The official repo for "Vision-R1: Incentivizing Reasoning Capability in Multimodal Large Language Models".
🤗 Hugging Face | 📑 Paper
The datasets and code will be released, stay tuned!
Left panel: Our Vision-R1 Pipeline. We first use the existing MLLM and DeepSeek-R1 to obtain a high-quantity Multimodal CoT dataset, which is used as the cold-start initialization data for the base MLLM to obtain the post-cold-start Vision-R1-CI, and then we perform the RL training on Vision-R1-CI to obtain the reasoning MLLM, Vision-R1.
Right panel: We observe that directly applying RL to MLLMs fails to effectively incentivize strong reasoning capability (see (C) and (D)). Vision-R1-Zero, trained via RL without prior initialization, struggles to generalize from limited data (see (E), (F), notably, Vision-R1-Zero was applied in format reward function). Vision-R1-CI faces the Overthinking Optimization Problem, favoring shorter CoT reasoning, where correct reasoning processes mostly focus on the shorter CoT reasoning sequences (see (A)). During subsequent RL training, we observe a lengthening of reasoning steps but a decline in performance (see (D) and (E)), making optimization particularly challenging. For Vision-R1, it initially shortens CoT to refine the right thought process under RL training. PTST enables Vision-R1 to progressively acquire a more complex reasoning process (see (C), (D), and (E)) to improve the performance, such that our Vision-R1 with 7B parameters achieves comparable performance to the strongest MLLMs with 70B+ parameters (see (B)). Note that Vision-R1 used various colored lines to indicate the different stages in PTST.
The output examples of Vision-R1-7B on MathVerse benchmark. Vision-R1-7B shows ''human-like'' questioning and self-reflective thought process when solving math reasoning problems, which is also called ''Aha moment'' in DeepSeek-R1's paper.
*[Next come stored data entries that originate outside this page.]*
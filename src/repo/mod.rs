use std::collections::HashMap;

use anyhow::Result;
use async_trait::async_trait;
use chrono::{DateTime, Utc};
use mongodb::bson::oid::ObjectId;

use crate::models::{Book, Review};

pub mod memory;
pub mod mongo;

pub use memory::MemoryCatalog;
pub use mongo::MongoCatalog;

/// book_id -> number of qualifying events.
pub type EngagementCounts = HashMap<ObjectId, i64>;

#[derive(Debug, Clone, Copy, PartialEq, Eq)]
pub enum SortOrder {
    Newest,
    Title,
}

/// Store of catalog records. The ranking engine only needs a handful of
/// query shapes; anything else stays behind this trait so tests can run
/// against the in-memory implementation.
#[async_trait]
pub trait BookStore: Send + Sync {
    /// Up to `limit` books, newest `created_at` first.
    async fn most_recent(&self, limit: usize) -> Result<Vec<Book>>;

    /// Up to `limit` books drawn uniformly at random, without replacement,
    /// skipping the given ids.
    async fn random_excluding(&self, exclude: &[ObjectId], limit: usize) -> Result<Vec<Book>>;

    async fn all(&self) -> Result<Vec<Book>>;

    async fn by_id(&self, id: ObjectId) -> Result<Option<Book>>;

    async fn by_ids(&self, ids: &[ObjectId]) -> Result<Vec<Book>>;

    /// Distinct genre labels, sorted, with the "Other" sentinel standing in
    /// for books that have none.
    async fn distinct_genres(&self) -> Result<Vec<String>>;

    /// Rewrites one book's stored cover reference.
    async fn set_cover(&self, id: ObjectId, cover_url: &str) -> Result<()>;

    /// Catalog browse: optional case-insensitive match on title/author,
    /// optional genre filter ("Other" matches books without a genre).
    async fn browse(
        &self,
        q: Option<&str>,
        genre: Option<&str>,
        sort: SortOrder,
    ) -> Result<Vec<Book>>;
}

/// Read side of the engagement history (bookmarks and approved reviews).
/// Append-only from the engine's perspective; it only reads aggregates.
#[async_trait]
pub trait EngagementLog: Send + Sync {
    async fn approved_reviews_since(&self, since: DateTime<Utc>) -> Result<EngagementCounts>;

    async fn approved_reviews_total(&self) -> Result<EngagementCounts>;

    async fn bookmarks_since(&self, since: DateTime<Utc>) -> Result<EngagementCounts>;

    /// Approved reviews for one book, newest first (detail page).
    async fn approved_reviews_for(&self, book_id: ObjectId) -> Result<Vec<Review>>;
}
use std::time::Duration;

use async_trait::async_trait;

/// Small key-value cache for derived data (today only the genre menu).
/// The ranking lists are never cached: Trending must re-randomize per
/// request and Latest carries a persistence side effect.
#[async_trait]
pub trait Cache: Send + Sync {
    async fn get(&self, _key: &str) -> Option<Vec<u8>> {
        None
    }
    async fn set(&self, _key: &str, _value: &[u8], _ttl: Option<Duration>) {}
}

// No-op: no cachea nada
pub struct NoopCache;

#[async_trait]
impl Cache for NoopCache {}

#[cfg(feature = "redis-cache")]
pub mod redis;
The overall data generation pipeline incorporating our Modality Bridging method. The multimodal data is first sent to MLLMs to obtain a "Pseudo-CoT'' consisting of a caption and reasoning process, which serves as the input of MLLMs along with the original image-question pair to produce detailed descriptions. Through this modality bridging approach, the textual descriptions provide DeepSeek-R1 with holistic information that facilitates the generation of high-quality CoT processes, which are post-processed and integrated with the original data to create the final Vision-R1-cold dataset.
GRPO with our proposed PTST strategy. We progressively loosen the context length restrictions, increasing the length of reasoning process. Specifically, we set the reasoning length to 4K, 8K and 16K tokens for each stage, with corresponding group numbers of 16, 8 and 4 respectively. The reward function for GRPO is based on a hard formatting result reward function (HFRRF). The dotted line in the ``Stage 3'' indicates that the final version of Vision-R1 did not undergo the third stage of training.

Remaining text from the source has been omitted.